In 2016, ProPublica investigated COMPAS, an algorithm used by courts in nine U.S. states to predict whether defendants would reoffend. The system was only 61% accurate (barely better than a coin flip) and flagged Black defendants as high-risk at nearly twice the rate of white defendants. In 2018, Amazon scrapped an AI hiring tool that had been penalizing any resume containing the word “women’s,” whether it referred to a college, a sports team, or a professional organization. The same year, MIT researcher Joy Buolamwini published a study showing that commercial facial recognition systems failed on dark-skinned women up to 46.8% of the time while achieving near-perfect accuracy for light-skinned men.

None of these systems were programmed to discriminate.
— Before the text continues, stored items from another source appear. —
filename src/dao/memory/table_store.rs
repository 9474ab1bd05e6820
use std::sync::Arc;

use dashmap::{DashMap, mapref::entry::Entry};
use futures::future::BoxFuture;
use uuid::Uuid;

use crate::dao::{
    models::{ETag, TableRow, row_identity},
    storage::{StorageError, StorageResult},
    table_store::TableStore,
};

type RowKey = (String, String, String);

/// Table store backed by a concurrent map keyed by `(table, partition, row)`.
#[derive(Clone, Default)]
pub struct MemoryTableStore {
    rows: Arc<DashMap<RowKey, TableRow>>,
}

impl MemoryTableStore {
    /// Create an empty store.
    pub fn new() -> Self {
        Self::default()
    }

    fn write(&self, table: &str, mut row: TableRow, etag: ETag) -> StorageResult<TableRow> {
        let key = (
            table.to_owned(),
            row.partition_key.clone(),
            row.row_key.clone(),
        );
        let precondition_failed = || StorageError::PreconditionFailed {
            table: table.to_owned(),
            key: row_identity(&key.1, &key.2),
        };

        row.etag = Some(Uuid::new_v4().to_string());
        match self.rows.entry(key.clone()) {
            Entry::Occupied(mut slot) => {
                if !etag.permits(slot.get().etag.as_deref()) {
                    return Err(precondition_failed());
                }
                slot.insert(row.clone());
            }
            Entry::Vacant(slot) => {
                if !etag.permits(None) {
                    return Err(precondition_failed());
                }
                slot.insert(row.clone());
            }
        }
        Ok(row)
    }
}

impl TableStore for MemoryTableStore {
    fn get(
        &self,
        table: &str,
        partition_key: &str,
        row_key: &str,
    ) -> BoxFuture<'static, StorageResult<Option<TableRow>>> {
        let key = (
            table.to_owned(),
            partition_key.to_owned(),
            row_key.to_owned(),
        );
        let row = self.rows.get(&key).map(|entry| entry.value().clone());
        Box::pin(async move { Ok(row) })
    }

    fn upsert(
        &self,
        table: &str,
        row: TableRow,
        etag: ETag,
    ) -> BoxFuture<'static, StorageResult<TableRow>> {
        let result = self.write(table, row, etag);
        Box::pin(async move { result })
    }

    fn health_check(&self) -> BoxFuture<'static, StorageResult<()>> {
        Box::pin(async { Ok(()) })
    }

    fn try_reconnect(&self) -> BoxFuture<'static, StorageResult<()>> {
        Box::pin(async { Ok(()) })
    }
}

#[cfg(test)]
mod tests {
    use serde_json::json;

    use super::*;

    fn row(title: &str) -> TableRow {
        let mut row = TableRow::new("p", "r");
        row.properties.insert("title".into(), json!(title));
        row
    }

    #[tokio::test]
    async fn missing_row_reads_as_none() {
        let store = MemoryTableStore::new();
        assert!(store.get("games", "p", "r").await.unwrap().is_none());
    }

    #[tokio::test]
    async fn wildcard_upsert_overwrites_and_assigns_etag() {
        let store = MemoryTableStore::new();
        let first = store.upsert("games", row("one"), ETag::Any).await.unwrap();
        let second = store.upsert("games", row("two"), ETag::Any).await.unwrap();

        assert!(first.etag.is_some());
        assert_ne!(first.etag, second.etag);

        let stored = store.get("games", "p", "r").await.unwrap().unwrap();
        assert_eq!(stored.properties["title"], json!("two"));
        assert_eq!(stored.etag, second.etag);
    }

    #[tokio::test]
    async fn stale_etag_is_rejected() {
        let store = MemoryTableStore::new();
        let first = store.upsert("games", row("one"), ETag::Any).await.unwrap();
        store.upsert("games", row("two"), ETag::Any).await.unwrap();

        let stale = ETag::Matches(first.etag.unwrap());
        let err = store.upsert("games", row("three"), stale).await.unwrap_err();
        assert!(matches!(err, StorageError::PreconditionFailed { .. }));
    }

    #[tokio::test]
    async fn tables_are_isolated() {
        let store = MemoryTableStore::new();
        store.upsert("games", row("one"), ETag::Any).await.unwrap();
        assert!(store.get("other", "p", "r").await.unwrap().is_none());
    }
}
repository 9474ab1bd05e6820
use axum::Router;
use utoipa::OpenApi;
use utoipa_swagger_ui::SwaggerUi;

use crate::{services::documentation::ApiDoc, state::SharedState};

/// Serve the Swagger UI backed by the generated OpenAPI document.
pub fn router() -> Router<SharedState> {
    SwaggerUi::new("/docs")
        .url("/api-doc/openapi.json", ApiDoc::openapi())
        .into()
}
//! The game aggregate persisted under its lock, plus its mutations.
//!
//! Mutations only touch in-memory state. Versioning is left to the flush
//! that persists them.

use indexmap::IndexMap;
use rand::Rng;
use serde::{Deserialize, Serialize};
use thiserror::Error;

use crate::dao::entity::TableEntity;

/// Partition every game row lives in.
pub const GAME_PARTITION: &str = "game";
/// Table holding game rows.
pub const GAME_TABLE: &str = "games";
/// Cards dealt to each player.
pub const DEFAULT_CARD_COUNT: u32 = 7;
const SLUG_MAX_LEN: usize = 45;
const CODE_UPPER_BOUND: u32 = 1_000_000;

/// Rule violations that reject a mutation.
#[derive(Debug, Error, PartialEq, Eq)]
pub enum GameRuleError {
    /// No seated player has this id.
    #[error("player {player_id} is not part of this game")]
    UnknownPlayer { player_id: u32 },
}

/// A participant and the cards in their hand.
#[derive(Debug, Clone, PartialEq, Eq, Serialize, Deserialize)]
#[serde(rename_all = "camelCase")]
pub struct Player {
    /// Sequential id starting at 1.
    pub id: u32,
    /// Display name.
    pub name: String,
    /// Cards in hand.
    #[serde(default)]
    pub cards: Vec<String>,
}

/// The cards one player played in a round.
#[derive(Debug, Clone, PartialEq, Eq, Serialize, Deserialize)]
#[serde(rename_all = "camelCase")]
pub struct Response {
    /// Player who played the cards.
    pub player_id: u32,
    /// Played cards, in order.
    #[serde(default)]
    pub responses: Vec<String>,
}

/// One prompt with its responses and votes.
#[derive(Debug, Clone, Default, PartialEq, Eq, Serialize, Deserialize)]
#[serde(rename_all = "camelCase")]
pub struct Round {
    /// Prompt card the players answer.
    pub prompt: String,
    /// At most one response per player.
    #[serde(default)]
    pub responses: Vec<Response>,
    /// Players who already voted.
    #[serde(default)]
    pub voted: Vec<u32>,
    /// One entry per vote, naming the player voted for.
    #[serde(default)]
    pub votes: Vec<u32>,
    /// Winning player id, 0 while undecided.
    #[serde(default)]
    pub won_by: u32,
}

impl Round {
    /// Empty round for `prompt`.
    pub fn new(prompt: impl Into<String>) -> Self {
        Self {
            prompt: prompt.into(),
            ..Self::default()
        }
    }

    /// Whether `reveal` picked a winner.
    pub fn has_winner(&self) -> bool {
        self.won_by > 0
    }

    /// Record `player_id`'s cards, replacing an earlier response.
    pub fn respond(&mut self, player_id: u32, cards: Vec<String>) {
        self.reset_response(player_id);
        self.responses.push(Response {
            player_id,
            responses: cards,
        });
    }

    /// Drop `player_id`'s response, if any.
    pub fn reset_response(&mut self, player_id: u32) {
        self.responses
            .retain(|response| response.player_id != player_id);
    }

    /// Count one vote per voter, only for players who responded.
    pub fn vote(&mut self, voter_id: u32, votee_id: u32) {
        let votee_responded = self
            .responses
            .iter()
            .any(|response| response.player_id == votee_id);
        if !votee_responded || self.voted.contains(&voter_id) {
            return;
        }
        self.voted.push(voter_id);
        self.votes.push(votee_id);
    }

    /// Pick the most voted player. Ties go to the player voted for first.
    pub fn reveal(&mut self) {
        let mut tally: IndexMap<u32, usize> = IndexMap::new();
        for votee in &self.votes {
            *tally.entry(*votee).or_default() += 1;
        }

        let mut winner: Option<(u32, usize)> = None;
        for (player_id, count) in tally {
            if winner.is_none_or(|(_, best)| count > best) {
                winner = Some((player_id, count));
            }
        }
        if let Some((player_id, _)) = winner {
            self.won_by = player_id;
        }
    }
}

/// One game instance, addressed by the slug of its name.
#[derive(Debug, Clone, PartialEq, Serialize, Deserialize)]
#[serde(rename_all = "camelCase")]
pub struct Game {
    /// Always [`GAME_PARTITION`].
    pub partition_key: String,
    /// Slug of the game name.
    pub row_key: String,
    /// Slug set on creation; empty until then.
    #[serde(default)]
    pub url: String,
    /// Name as first given on creation.
    #[serde(default)]
    pub name: String,
    /// Random join code.
    #[serde(default)]
    pub code: String,
    /// Hand size dealt to players.
    #[serde(default = "default_card_count")]
    pub card_count: u32,
    /// Bumped once per stored change.
    #[serde(default)]
    pub version: u64,
    /// Seated players in join order.
    #[serde(default)]
    pub players: Vec<Player>,
    /// Round in play.
    #[serde(default)]
    pub current_round: Option<Round>,
    /// Archived rounds, oldest first.
    #[serde(default)]
    pub previous_rounds: Vec<Round>,
    /// Whether new players may join.
    #[serde(default = "default_true")]
    pub is_open: bool,
    /// Set once the game is finished.
    #[serde(default)]
    pub is_over: bool,
}

fn default_card_count() -> u32 {
    DEFAULT_CARD_COUNT
}

fn default_true() -> bool {
    true
}

impl TableEntity for Game {
    const TABLE: &'static str = GAME_TABLE;
    const STRUCTURED_FIELDS: &'static [&'static str] =
        &["players", "currentRound", "previousRounds"];

    fn with_keys(partition_key: String, row_key: String) -> Self {
        Self {
            partition_key,
            row_key,
            url: String::new(),
            name: String::new(),
            code: String::new(),
            card_count: DEFAULT_CARD_COUNT,
            version: 0,
            players: Vec::new(),
            current_round: None,
            previous_rounds: Vec::new(),
            is_open: true,
            is_over: false,
        }
    }

    fn keys(&self) -> (&str, &str) {
        (&self.partition_key, &self.row_key)
    }

    fn version(&self) -> u64 {
        self.version
    }

    fn set_version(&mut self, version: u64) {
        self.version = version;
    }
}

impl Game {
    /// Whether `create` already ran for this game.
    pub fn is_created(&self) -> bool {
        !self.url.is_empty()
    }

    /// Rounds won per player id, in order of first win.
    pub fn score(&self) -> IndexMap<u32, u32> {
        let mut score = IndexMap::new();
        for round in self.previous_rounds.iter().filter(|round| round.has_winner()) {
            *score.entry(round.won_by).or_default() += 1;
        }
        score
    }

    /// Name the game and draw its join code. A created game is left untouched.
    pub fn create(&mut self, name: &str) {
        if self.is_created() {
            return;
        }
        self.url = slugify(name);
        self.name = name.to_owned();
        self.code = rand::rng().random_range(0..CODE_UPPER_BOUND).to_string();
    }

    /// Let new players join.
    pub fn open(&mut self) {
        self.is_open = true;
    }

    /// Stop accepting players.
    pub fn close(&mut self) {
        self.is_open = false;
    }

    /// Mark the game over.
    pub fn finish(&mut self) {
        self.is_over = true;
    }

    /// Seat a new player with sequential id. Ignored once closed or over.
    pub fn add_player(&mut self, name: &str, cards: Vec<String>) -> Option<u32> {
        if !self.is_open || self.is_over {
            return None;
        }
        let id = self.players.len() as u32 + 1;
        self.players.push(Player {
            id,
            name: name.to_owned(),
            cards,
        });
        Some(id)
    }

    /// Replace the current round with a fresh one for `prompt`.
    pub fn new_round(&mut self, prompt: &str) {
        self.current_round = Some(Round::new(prompt));
    }

    /// Archive a decided round and start the next one.
    ///
    /// Cards played in the archived round are swapped for `replacements`.
    /// Nothing happens while the current round has no winner.
    pub fn next_round(&mut self, prompt: &str, replacements: Vec<String>) {
        match self.current_round.take() {
            Some(round) if round.has_winner() => self.previous_rounds.push(round),
            other => {
                self.current_round = other;
                return;
            }
        }
        self.new_round(prompt);
        self.replace_played_cards(replacements);
    }

    /// Swap each card played in the last archived round for a fresh one.
    ///
    /// Skipped entirely when fewer replacements than played cards are given.
    pub fn replace_played_cards(&mut self, replacements: Vec<String>) {
        let Some(last) = self.previous_rounds.last() else {
            return;
        };
        let needed: usize = last.responses.iter().map(|r| r.responses.len()).sum();
        if replacements.len() < needed {
            return;
        }

        let mut fresh = replacements.into_iter();
        for response in &last.responses {
            let Some(player) = self
                .players
                .iter_mut()
                .find(|player| player.id == response.player_id)
            else {
                continue;
            };
            for played in &response.responses {
                let slot = player
                    .cards
                    .iter_mut()
                    .find(|card| card.as_str() == played.as_str());
                if let Some(slot) = slot {
                    if let Some(card) = fresh.next() {
                        *slot = card;
                    }
                }
            }
        }
    }

    /// Swap the prompt of the current round.
    pub fn new_prompt(&mut self, prompt: &str) {
        if let Some(round) = self.current_round.as_mut() {
            round.prompt = prompt.to_owned();
        }
    }

    /// Forwarded to the current round, if any.
    pub fn respond(&mut self, player_id: u32, cards: Vec<String>) {
        if let Some(round) = self.current_round.as_mut() {
            round.respond(player_id, cards);
        }
    }

    /// Forwarded to the current round, if any.
    pub fn reset_response(&mut self, player_id: u32) {
        if let Some(round) = self.current_round.as_mut() {
            round.reset_response(player_id);
        }
    }

    /// Forwarded to the current round, if any.
    pub fn vote(&mut self, voter_id: u32, votee_id: u32) {
        if let Some(round) = self.current_round.as_mut() {
            round.vote(voter_id, votee_id);
        }
    }

    /// Forwarded to the current round, if any.
    pub fn reveal(&mut self) {
        if let Some(round) = self.current_round.as_mut() {
            round.reveal();
        }
    }

    /// Replace a player's whole hand.
    pub fn shuffle_player_cards(
        &mut self,
        player_id: u32,
        cards: Vec<String>,
    ) -> Result<(), GameRuleError> {
        self.player_mut(player_id)?.cards = cards;
        Ok(())
    }

    /// Replace the card at `index` in a player's hand; out of range is ignored.
    pub fn replace_player_card(
        &mut self,
        player_id: u32,
        index: usize,
        card: String,
    ) -> Result<(), GameRuleError> {
        if let Some(slot) = self.player_mut(player_id)?.cards.get_mut(index) {
            *slot = card;
        }
        Ok(())
    }

    fn player_mut(&mut self, player_id: u32) -> Result<&mut Player, GameRuleError> {
        self.players
            .iter_mut()
            .find(|player| player.id == player_id)
            .ok_or(GameRuleError::UnknownPlayer { player_id })
    }
}

/// URL-safe identifier derived from a display name.
///
/// Lowercases, folds common Latin accents, keeps `[a-z0-9]`, spaces and
/// dashes, collapses whitespace and caps the result at 45 characters.
pub fn slugify(name: &str) -> String {
    let kept: String = name
        .to_lowercase()
        .chars()
        .map(fold_accent)
        .filter(|c| c.is_ascii_lowercase() || c.is_ascii_digit() || *c == '-' || c.is_whitespace())
        .collect();

    let collapsed = kept.split_whitespace().collect::<Vec<_>>().join(" ");
    let truncated: String = collapsed.chars().take(SLUG_MAX_LEN).collect();
    truncated.trim().replace(' ', "-")
}

fn fold_accent(c: char) -> char {
    match c {
        'à' | 'á' | 'â' | 'ã' | 'ä' | 'å' => 'a',
        'ç' => 'c',
        'è' | 'é' | 'ê' | 'ë' => 'e',
        'ì' | 'í' | 'î' | 'ï' => 'i',
        'ñ' => 'n',
        'ò' | 'ó' | 'ô' | 'õ' | 'ö' | 'ø' => 'o',
        'ù' | 'ú' | 'û' | 'ü' => 'u',
        'ý' | 'ÿ' => 'y',
        other => other,
    }
}
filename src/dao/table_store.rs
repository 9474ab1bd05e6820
use futures::future::BoxFuture;

use crate::dao::{
    models::{ETag, TableRow},
    storage::StorageResult,
};

/// Row store addressed by `(table, partition key, row key)`.
pub trait TableStore: Send + Sync {
    /// Fetch a row, `None` when it does not exist.
    fn get(
        &self,
        table: &str,
        partition_key: &str,
        row_key: &str,
    ) -> BoxFuture<'static, StorageResult<Option<TableRow>>>;
    /// Insert or replace a row under the given etag condition, returning the stored row.
    fn upsert(&self, table: &str, row: TableRow, etag: ETag)
    -> BoxFuture<'static, StorageResult<TableRow>>;
    /// Verify the backend is reachable.
    fn health_check(&self) -> BoxFuture<'static, StorageResult<()>>;
    /// Re-establish the backend connection after a failed health check.
    fn try_reconnect(&self) -> BoxFuture<'static, StorageResult<()>>;
}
They learned to discriminate from the data they were trained on.

How Bias Gets In

The mechanics are straightforward, even if the consequences are anything but.

The most common pathway is training data. AI models learn by studying enormous datasets of human-created content, and those datasets reflect the world as it has been, not as it should be. If most of the text a large language model reads describes doctors as men and nurses as women, the model learns that pattern as a statistical truth. It doesn’t know the pattern is a stereotype. It just knows the pattern is common.

The second pathway is proxy variables. Even when designers deliberately exclude protected characteristics like race or gender, other data points can serve as stand-ins. ZIP codes correlate with race and income. School names can indicate gender. The algorithm doesn’t need to know your demographic information directly if it can infer it from everything else.

The third is the feedback loop. Biased data produces biased outputs. Those outputs become new data. The next model trains on that data and the bias deepens. Each generation of the system reinforces what the previous one got wrong.

Why This Matters for Your Writing Life

If you use AI writing tools, bias affects your work in ways worth paying attention to.

Character defaults are real. When you ask an AI to generate a character without specifying demographics, it fills in the blanks based on statistical patterns from its training data. Surgeons skew male. Teachers skew female. Protagonists skew Western. These aren’t neutral choices. They’re the model’s learned assumptions leaking into your story. If you’re writing diverse characters, you’ll want to specify details rather than let the model decide for you.

Cultural perspective skews Western. A Georgia Tech study found that large language models recommend Western cultural references nearly 80% of the time, even when prompted in non-English languages. Asked in Arabic for food suggestions, one model recommended ravioli. For a woman’s name, it suggested Roseanne. If you’re writing characters from non-Western backgrounds and relying on AI for research or brainstorming, check the output against authentic sources.

Voice and dialect get flagged unfairly. AI editing and content moderation tools tend to flag African American Vernacular English and other non-standard dialects as errors or even offensive language. If you write characters who speak in authentic regional or cultural dialects, be prepared for your AI tools to push back on perfectly intentional choices.

Awareness is your advantage. Understanding bias doesn’t mean abandoning AI tools. It means using them with your eyes open. Specify the details that matter to your story instead of accepting defaults. Question outputs that feel generic or stereotypical. Use AI suggestions as a starting point, not a final draft. The model has read more books than you or anyone else ever will, but it absorbed the blind spots right along with the brilliance.

The good news is that bias in AI is one of the most actively researched problems in the field. Companies are investing in more representative training data, better evaluation methods, and alignment techniques designed to catch and correct biased patterns. The tools are getting better. But they’re not there yet, which makes the informed author, one who understands what bias is and where it hides, the best safeguard in the room.